The LearnLab DataShop is a data repository and web application for learning science researchers. It provides secure data storage as well as an array of analysis and visualization tools available through a web-based interface. DataShop was funded by a National Science Foundation grants (SBE-0836012, SBE-0354420) to LearnLab.



DataStage is provided by the Vice Provost Office for Online Learning (VPOL) at Stanford, which facilitates the teaching of online classes. The instruction delivery platforms are instrumented to collect a variety of data around participants' interaction with the study material. Examples are participants manipulating video players as they view portions of a class, solution submissions to problem sets, uses of the online forum available for some classes, peer grading activities, and some demographic data. VPOL makes some of this data available for research on learning processes, and for explorations into improving instruction through Datastage.


MITx course data, in a variety of forms, is made available for research purposes by the Institutional Research section of the Office of the Provost at MIT. The release of data from MITx courses is subject to compliance with student privacy regulations. Researchers may request access to Learner Data for research to improve teaching and curriculum or contribute to scholarship on teaching and learning.

The ASSISTments data repository contains datasets from secondary school interactions with an online tutoring system, in many cases as part of online experiments of what learning works best. You can also submit studies at www.assistmentstestbed.org as well as get a lot of information on how to interpret your data.

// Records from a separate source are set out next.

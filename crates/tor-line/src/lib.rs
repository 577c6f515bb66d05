#![forbid(unsafe_code)]
//! Bounded-memory line ingestion.
//!
//! Both the control socket reader and the process stdout/stderr readers need
//! the same property: read whole lines without letting a misbehaving peer
//! (or a tor build that forgets to print a newline) grow our buffer
//! unboundedly. This crate provides a synchronous reader for the process
//! stdio pipes that don't need to be async, and a tokio-based reader for the
//! control socket, sharing the same chunking and discard-mode logic.

mod dotstuff;
mod sync_reader;

#[cfg(feature = "tokio")]
mod async_reader;

pub use dotstuff::{stuff_data_line, unstuff_data_line};
pub use sync_reader::{BoundedLine, SyncBoundedLineReader};

#[cfg(feature = "tokio")]
pub use async_reader::{AsyncBoundedLineReader, AsyncBoundedLineResult};

/// Default cap on a single line, generous relative to any real control-protocol
/// or tor log line but still bounded.
pub const DEFAULT_MAX_LINE_BYTES: usize = 512 * 1024;

const CHUNK_SIZE_BYTES: usize = 8192;
use hmac::{Hmac, Mac};
use rand::RngCore;
use sha2::Sha256;

use crate::error::ControlError;

type HmacSha256 = Hmac<Sha256>;

const CLIENT_HASH_CONSTANT: &[u8] = b"Tor safe cookie authentication controller-to-server hash";
const SERVER_HASH_CONSTANT: &[u8] = b"Tor safe cookie authentication server-to-controller hash";

pub const NONCE_LEN: usize = 32;
pub const COOKIE_LEN: usize = 32;

/// The authentication method negotiated from a `PROTOCOLINFO` reply.
#[derive(Debug, Clone, PartialEq, Eq)]
pub enum AuthMethod {
    Null,
    HashedPassword,
    SafeCookie { cookie_file: String },
}

fn hmac_sha256(key: &[u8], parts: &[&[u8]]) -> [u8; 32] {
    let mut mac = HmacSha256::new_from_slice(key).expect("HMAC accepts keys of any length");
    for part in parts {
        mac.update(part);
    }
    mac.finalize().into_bytes().into()
}

/// Generates a fresh 32-byte client nonce for an `AUTHCHALLENGE`.
pub fn generate_client_nonce() -> [u8; NONCE_LEN] {
    let mut nonce = [0u8; NONCE_LEN];
    rand::thread_rng().fill_bytes(&mut nonce);
    nonce
}

/// Computes the `AUTHENTICATE` argument tor expects after a successful
/// `AUTHCHALLENGE`: `HMAC-SHA256(clientHashConstant, cookie || clientNonce ||
/// serverNonce)`, hex-encoded.
pub fn compute_client_hash(cookie: &[u8; COOKIE_LEN], client_nonce: &[u8; NONCE_LEN], server_nonce: &[u8]) -> [u8; 32] {
    hmac_sha256(CLIENT_HASH_CONSTANT, &[cookie, client_nonce, server_nonce])
}

/// Computes the hash tor's `AUTHCHALLENGE` reply's `SERVERHASH=` must match,
/// so the client can verify it is really talking to the daemon that owns the
/// cookie rather than to an impersonator on the same host.
pub fn compute_server_hash(cookie: &[u8; COOKIE_LEN], client_nonce: &[u8; NONCE_LEN], server_nonce: &[u8]) -> [u8; 32] {
    hmac_sha256(SERVER_HASH_CONSTANT, &[cookie, client_nonce, server_nonce])
}

pub fn verify_server_hash(
    claimed: &[u8],
    cookie: &[u8; COOKIE_LEN],
    client_nonce: &[u8; NONCE_LEN],
    server_nonce: &[u8],
) -> Result<(), ControlError> {
    let expected = compute_server_hash(cookie, client_nonce, server_nonce);
    if expected.as_slice() == claimed {
        Ok(())
    } else {
        Err(ControlError::Authentication {
            reason: "AUTHCHALLENGE server hash did not match the cookie on disk".to_string(),
        })
    }
}

/// Parses the `COOKIEFILE="..."` field out of a `PROTOCOLINFO` `AUTH` line's
/// arguments, and the hex `SERVERHASH=`/`SERVERNONCE=` fields out of an
/// `AUTHCHALLENGE` reply. Kept intentionally forgiving of field order, since
/// tor does not guarantee one.
pub fn parse_keyword_value(message: &str, keyword: &str) -> Option<String> {
    for token in message.split_whitespace() {
        if let Some(rest) = token.strip_prefix(keyword) {
            if let Some(rest) = rest.strip_prefix('=') {
                return Some(rest.trim_matches('"').to_string());
            }
        }
    }
    None
}

pub fn cookie_from_bytes(bytes: &[u8]) -> Result<[u8; COOKIE_LEN], ControlError> {
    if bytes.len() != COOKIE_LEN {
        return Err(ControlError::Authentication {
            reason: format!("cookie file is {} bytes, expected {COOKIE_LEN}", bytes.len()),
        });
    }
    let mut cookie = [0u8; COOKIE_LEN];
    cookie.copy_from_slice(bytes);
    Ok(cookie)
}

The Databrary project aims to promote data sharing, archiving, and reuse among researchers who study the development of humans and other animals. The project focuses on creating tools for scientists to store, manage, preserve, analyze, and share video and other temporally dense streams of data. The project is based at New York University and at Penn State. The U.S. National Science Foundation (NSF BCS-1238599) and the U.S. National Institutes of Health (NIH U01-HD-076595) have provided the funding for this project.


TalkBank is an interdisciplinary research project to promote the study of human and animal communication. The subfields of study include first language acquisition, second language acquisition, conversation analysis, classroom discourse and aphasic language. TalkBank has been funded by grants from the National Science Foundation (including BCS-998009, 0324883) as well as the National Institutes of Health.


The Child Language Data Exchange System (CHILDES) is the part of TalkBank focused on child language, or first language acquisition. CHILDES provides tools for studying conversational interactions, including a transcripts database, programs for analyzing transcripts, methods for linguistic coding and systems for linking audio and video. CHILDES is supported by grants from the National Institutes of Health (R01-HD23998, R01-HD051698).

The MITx and HarvardX Dataverse contains deidentified student-level data from the first year of HarvardX and MITx courses.

The Computer Science Education workshop was held in Pittsburgh June 5-6, 2017. This document outlines the discussion around Data, Analytics and Tool sharing.



The MOOCdb project aims to brings together education researchers, computer science researchers, machine learning researchers, technologists, database and big data experts to advance MOOC data science. The project founded at MIT includes a platform agnostic functional data model for data exhaust from MOOCs, a collaborative-open source-open access data visualization framework, a crowd sourced knowledge discovery framework and a privacy preserving software framework. The team is currently working to release a number of these tools and frameworks as open source.


DiscourseDB is a data infrastructure project, in the space of collaborative and Discussion-based learning, that aims to provide a common data model to accommodate diverse sources including but not limited to Chat, Threaded Discussions, Blogs, Twitter, Wikis and Text messaging. In the future, the project will make available analytics which will facilitate research questions related to the mediating and moderating effects of role taking, help exchange, collaborative knowledge construction and others.

Free tools submitted by developers in the educational data mining and intelligent tutoring systems communities.


The Simon DataLab is an emerging intellectual data commons to drive continuous improvement in student learning outcomes with a particular focus on supporting instructors and course developers in using data to improve their courses.

The Educational Data Mining Workbench will support learning scientists to perform a number of analytic tasks including 1) define and modify behavior categories of interest (e.g., gaming, unresponsiveness, off-task conversation, help avoidance), 2) label previously collected educational log data with the categories of interest, 3) validate inter-rater reliability between multiple labelers of the same educational log data corpus, and 4) provide support for running the labeled data through a machine-learning tool, such as WEKA or RapidMiner.